(Beginning of ENTRIES SUPPLIED)

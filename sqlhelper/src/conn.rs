// The database connection, the parameters for creating one, and the backend clients.

mod connection;
mod connection_statistics;
mod db_client;
mod params;
mod placeholders;

pub use {
    connection::Connection,
    connection_statistics::ConnectionStatistics,
    params::{
        backend::{Backend, SqliteMode},
        connect_params::{ConnectParams, ConnectSource},
        connect_params_builder::ConnectParamsBuilder,
        connect_string::{ConnectString, ConnectStringError},
        into_connect_params::IntoConnectParams,
        into_connect_params_builder::IntoConnectParamsBuilder,
    },
};

use db_client::DbClient;
//! Name parsing and entity resolution for parliamentary records.
//!
//! Scraped sources never carry stable identifiers, only free-text names in
//! varying spellings. This crate turns those strings into canonical
//! [`Person`] and [`PoliticalParty`] records held in a [`ChamberStore`]:
//! parse the name into a [`NameQuery`], score it against a snapshot of all
//! known persons, and create a record when nothing matches. Temporal lookups
//! answer "which party, which seat, on this date".

pub mod error;
pub mod index;
pub mod matcher;
pub mod parse;
pub mod prefix;
pub mod temporal;

use chrono::NaiveDate;
use griffier_core::{
  membership::{ParliamentMembership, PartyMembership},
  party::PoliticalParty,
  person::{NewPerson, Person, UNKNOWN_SURNAME},
  store::ChamberStore,
};
use std::collections::HashMap;
use tracing::{debug, info};
use uuid::Uuid;

pub use self::{
  error::{Error, Result},
  index::CandidateIndex,
  parse::{NameQuery, parse_name_initials_first, parse_name_surname_first},
  prefix::PrefixTable,
};

/// The resolution facade over a [`ChamberStore`].
///
/// Holds the prefix table alongside the store so every parse and every match
/// uses the same particle set.
pub struct Resolver<S> {
  store:    S,
  prefixes: PrefixTable,
}

impl<S: ChamberStore> Resolver<S> {
  pub fn new(store: S) -> Self {
    Self::with_prefixes(store, PrefixTable::dutch())
  }

  pub fn with_prefixes(store: S, prefixes: PrefixTable) -> Self {
    Self { store, prefixes }
  }

  pub fn store(&self) -> &S { &self.store }

  pub fn prefixes(&self) -> &PrefixTable { &self.prefixes }

  // ─── Parsing ───────────────────────────────────────────────────────────────

  /// Parse a surname-first name ("Dijkstra, P.A.") with this resolver's
  /// prefix table.
  pub fn parse_surname_first(&self, name: &str) -> NameQuery {
    parse::parse_name_surname_first(name, &self.prefixes)
  }

  /// Parse an initials-first name ("P.A. Dijkstra") with this resolver's
  /// prefix table.
  pub fn parse_initials_first(&self, name: &str) -> NameQuery {
    parse::parse_name_initials_first(name, &self.prefixes)
  }

  /// Find the first known surname particle in `text`, with its byte offset.
  pub fn find_prefix(&self, text: &str) -> Option<(String, usize)> {
    self.prefixes.find_prefix(text)
  }

  // ─── Person resolution ─────────────────────────────────────────────────────

  /// A fresh candidate snapshot, in creation order.
  async fn snapshot(&self) -> Result<CandidateIndex> {
    let persons = self.store.list_persons().await.map_err(Error::store)?;
    Ok(CandidateIndex::new(persons))
  }

  /// Resolve a surname/initials pair to a known person, if any scores above
  /// the match threshold.
  pub async fn resolve_person(
    &self,
    surname: &str,
    initials: &str,
  ) -> Result<Option<Person>> {
    let query = NameQuery {
      surname: surname.to_string(),
      initials: initials.to_string(),
      ..NameQuery::default()
    };
    let index = self.snapshot().await?;
    Ok(matcher::best_match(&query, &index).cloned())
  }

  /// Resolve by exact display name. No scoring, no folding.
  pub async fn resolve_person_by_fullname(
    &self,
    fullname: &str,
  ) -> Result<Option<Person>> {
    let index = self.snapshot().await?;
    Ok(matcher::find_by_fullname(fullname, &index).cloned())
  }

  /// Resolve `query` to a person, creating a new record when nothing
  /// matches. This is the ingestion entry point: every submitter or member
  /// string ends up here, and the same string always yields the same person.
  ///
  /// A query with an empty surname resolves to the shared
  /// [unknown person](Resolver::unknown_person) sentinel.
  pub async fn resolve_or_create_person(
    &self,
    query: &NameQuery,
  ) -> Result<Person> {
    if query.surname.trim().is_empty() {
      return self.unknown_person().await;
    }

    let index = self.snapshot().await?;
    if let Some(found) = matcher::best_match(query, &index) {
      debug!(person_id = %found.person_id, surname = %query.surname, "matched existing person");
      return Ok(found.clone());
    }

    // The scorer compares the query's bare surname against the candidate's
    // surname/prefix combinations; it cannot see a prefix the parser split
    // off the query, nor a candidate whose particle was stored inside the
    // surname. An exact folded comparison of the full forms covers both.
    let query_full = surname_with_prefix(query);
    let folded_full = griffier_core::normalize::fold(&query_full);
    let folded_initials = griffier_core::normalize::fold(&query.initials);
    let exact = index
      .find_by(|p| {
        griffier_core::normalize::fold(&p.surname_including_prefix())
          == folded_full
          && griffier_core::normalize::fold(&p.initials) == folded_initials
      })
      .next();
    if let Some(found) = exact {
      debug!(person_id = %found.person_id, surname = %query.surname, "matched person by exact full surname");
      return Ok(found.clone());
    }

    info!(
      surname = %query.surname,
      initials = %query.initials,
      "no existing person matched; creating a new record"
    );
    let person = self
      .store
      .add_person(NewPerson {
        forename:       query.forename.clone(),
        surname:        query.surname.clone(),
        surname_prefix: query.surname_prefix.clone(),
        initials:       query.initials.clone(),
        wikidata_id:    None,
        parlement_id:   None,
      })
      .await
      .map_err(Error::store)?;
    Ok(person)
  }

  /// The shared sentinel person for sources that carry no name at all.
  /// Created on first use; every later empty-name query resolves to the same
  /// record.
  pub async fn unknown_person(&self) -> Result<Person> {
    if let Some(existing) = self
      .store
      .person_by_slug(UNKNOWN_SURNAME)
      .await
      .map_err(Error::store)?
    {
      return Ok(existing);
    }
    self
      .store
      .add_person(NewPerson {
        surname: UNKNOWN_SURNAME.to_string(),
        ..NewPerson::default()
      })
      .await
      .map_err(Error::store)
  }

  // ─── Party resolution ──────────────────────────────────────────────────────

  /// Resolve a party by full name or abbreviation, folded on both sides.
  pub async fn resolve_party(
    &self,
    name: &str,
  ) -> Result<Option<PoliticalParty>> {
    let folded = griffier_core::normalize::fold(name);
    let parties = self.store.list_parties().await.map_err(Error::store)?;
    Ok(parties.into_iter().find(|p| {
      griffier_core::normalize::fold(&p.name) == folded
        || griffier_core::normalize::fold(&p.name_short) == folded
    }))
  }

  // ─── Temporal lookups ──────────────────────────────────────────────────────

  /// The person's parliament seat active at `date`, if any.
  pub async fn parliament_membership_at(
    &self,
    person_id: Uuid,
    date: NaiveDate,
  ) -> Result<Option<ParliamentMembership>> {
    let seats = self
      .store
      .parliament_memberships(person_id)
      .await
      .map_err(Error::store)?;
    Ok(temporal::parliament_membership_at(&seats, date).cloned())
  }

  /// The person's party membership active at `date`, overlapping intervals
  /// disambiguated against the parliament seat.
  pub async fn party_membership_at(
    &self,
    person_id: Uuid,
    date: NaiveDate,
  ) -> Result<Option<PartyMembership>> {
    let parties = self
      .store
      .party_memberships(person_id)
      .await
      .map_err(Error::store)?;
    let seats = self
      .store
      .parliament_memberships(person_id)
      .await
      .map_err(Error::store)?;
    Ok(temporal::party_membership_at(&parties, &seats, date).cloned())
  }

  /// The party the person belonged to on `date`. Always re-reads the store;
  /// affiliation is a property of the date, never cached on the person.
  pub async fn party_at(
    &self,
    person_id: Uuid,
    date: NaiveDate,
  ) -> Result<Option<PoliticalParty>> {
    let Some(membership) = self.party_membership_at(person_id, date).await?
    else {
      return Ok(None);
    };
    self
      .store
      .get_party(membership.party_id)
      .await
      .map_err(Error::store)
  }

  /// Recompute every party's cached seat count as of `date`: one seat per
  /// person holding both an active parliament seat and a resolvable party
  /// membership on that date.
  pub async fn recount_seats(&self, date: NaiveDate) -> Result<()> {
    let persons = self.store.list_persons().await.map_err(Error::store)?;
    let mut counts: HashMap<Uuid, u32> = HashMap::new();
    for person in &persons {
      let seats = self
        .store
        .parliament_memberships(person.person_id)
        .await
        .map_err(Error::store)?;
      if temporal::parliament_membership_at(&seats, date).is_none() {
        continue;
      }
      let parties = self
        .store
        .party_memberships(person.person_id)
        .await
        .map_err(Error::store)?;
      if let Some(m) = temporal::party_membership_at(&parties, &seats, date) {
        *counts.entry(m.party_id).or_default() += 1;
      }
    }

    let parties = self.store.list_parties().await.map_err(Error::store)?;
    for party in parties {
      let seats = counts.get(&party.party_id).copied().unwrap_or(0);
      if seats != party.seats {
        info!(party = %party.name_short, seats, "updating cached seat count");
        self
          .store
          .set_party_seats(party.party_id, seats)
          .await
          .map_err(Error::store)?;
      }
    }
    Ok(())
  }
}

/// The query's surname with its particle in front, mirroring
/// [`Person::surname_including_prefix`].
fn surname_with_prefix(query: &NameQuery) -> String {
  if query.surname_prefix.is_empty() {
    query.surname.clone()
  } else {
    format!("{} {}", query.surname_prefix, query.surname)
  }
}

(End of ENTRIES SUPPLIED)

__PROBLEM DETAILS__:
Give the number of lines in the records that contain the string "cached", and nothing besides.

__SOLUTION__:
3